[Stored entries]
---+---

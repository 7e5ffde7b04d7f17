//! Example: query a local node gateway for chain and account information.
//!
//! Run with: cargo run --example gateway -- [gateway-url] [base64-namespace-id]

use std::time::Duration;

use celestia_node_client::{Context, NodeClient, Result, namespace_id};
use tracing_subscriber::EnvFilter;

#[tokio::main]
async fn main() -> Result<()> {
    tracing_subscriber::fmt()
        .with_env_filter(EnvFilter::from_default_env())
        .init();

    let mut args = std::env::args().skip(1);
    let url = args
        .next()
        .unwrap_or_else(|| "http://localhost:26659".to_string());
    let namespace = args.next().unwrap_or_else(|| "DCBNOWAP3dM=".to_string());

    let client = NodeClient::new(&url)?;
    let ctx = Context::background().with_timeout(Duration::from_secs(30));

    println!("=== Node gateway at {url} ===\n");

    // 1. Chain head
    println!("1. Fetching chain head...");
    let head = client.head(&ctx).await?;
    let height = head.header.height;
    println!("   Chain ID: {}", head.header.chain_id);
    println!("   Height: {height}");
    println!("   Time: {}", head.header.time);
    println!("   Validators: {}", head.validator_set.validators.len());
    println!("   DAH rows: {}", head.dah.row_roots.len());
    println!();

    // 2. Availability of the head block
    println!("2. Checking data availability...");
    let available = client.data_available(&ctx, height).await?;
    println!("   Available: {}", available.available);
    println!("   Probability: {}", available.probability_of_availability);
    println!();

    // 3. Namespace data
    println!("3. Fetching namespaced data...");
    let namespace = namespace_id(&namespace)?;
    let data = client.namespaced_data(&ctx, &namespace, height).await?;
    let messages = data.get_bytes()?;
    println!("   Namespace: {namespace}");
    println!("   Messages: {}", messages.len());
    for (i, message) in messages.iter().enumerate() {
        println!("   #{i}: {} bytes", message.len());
    }
    println!();

    // 4. Balance
    println!("4. Fetching node balance...");
    let balance = client.balance(&ctx).await?;
    println!("   Balance: {} {}", balance.amount, balance.denom);

    println!("\n=== Done! ===");
    Ok(())
}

---+---

> [The problem]
Copy the records out again word for word.

> [Your response]
repository 7e5ffde7b04d7f17
//! Example: query a local node gateway for chain and account information.
//!
//! Run with: cargo run --example gateway -- [gateway-url] [base64-namespace-id]

use std::time::Duration;

use celestia_node_client::{Context, NodeClient, Result, namespace_id};
use tracing_subscriber::EnvFilter;

#[tokio::main]
async fn main() -> Result<()> {
    tracing_subscriber::fmt()
        .with_env_filter(EnvFilter::from_default_env())
        .init();

    let mut args = std::env::args().skip(1);
    let url = args
        .next()
        .unwrap_or_else(|| "http://localhost:26659".to_string());
    let namespace = args.next().unwrap_or_else(|| "DCBNOWAP3dM=".to_string());

    let client = NodeClient::new(&url)?;
    let ctx = Context::background().with_timeout(Duration::from_secs(30));

    println!("=== Node gateway at {url} ===\n");

    // 1. Chain head
    println!("1. Fetching chain head...");
    let head = client.head(&ctx).await?;
    let height = head.header.height;
    println!("   Chain ID: {}", head.header.chain_id);
    println!("   Height: {height}");
    println!("   Time: {}", head.header.time);
    println!("   Validators: {}", head.validator_set.validators.len());
    println!("   DAH rows: {}", head.dah.row_roots.len());
    println!();

    // 2. Availability of the head block
    println!("2. Checking data availability...");
    let available = client.data_available(&ctx, height).await?;
    println!("   Available: {}", available.available);
    println!("   Probability: {}", available.probability_of_availability);
    println!();

    // 3. Namespace data
    println!("3. Fetching namespaced data...");
    let namespace = namespace_id(&namespace)?;
    let data = client.namespaced_data(&ctx, &namespace, height).await?;
    let messages = data.get_bytes()?;
    println!("   Namespace: {namespace}");
    println!("   Messages: {}", messages.len());
    for (i, message) in messages.iter().enumerate() {
        println!("   #{i}: {} bytes", message.len());
    }
    println!();

    // 4. Balance
    println!("4. Fetching node balance...");
    let balance = client.balance(&ctx).await?;
    println!("   Balance: {} {}", balance.amount, balance.denom);

    println!("\n=== Done! ===");
    Ok(())
}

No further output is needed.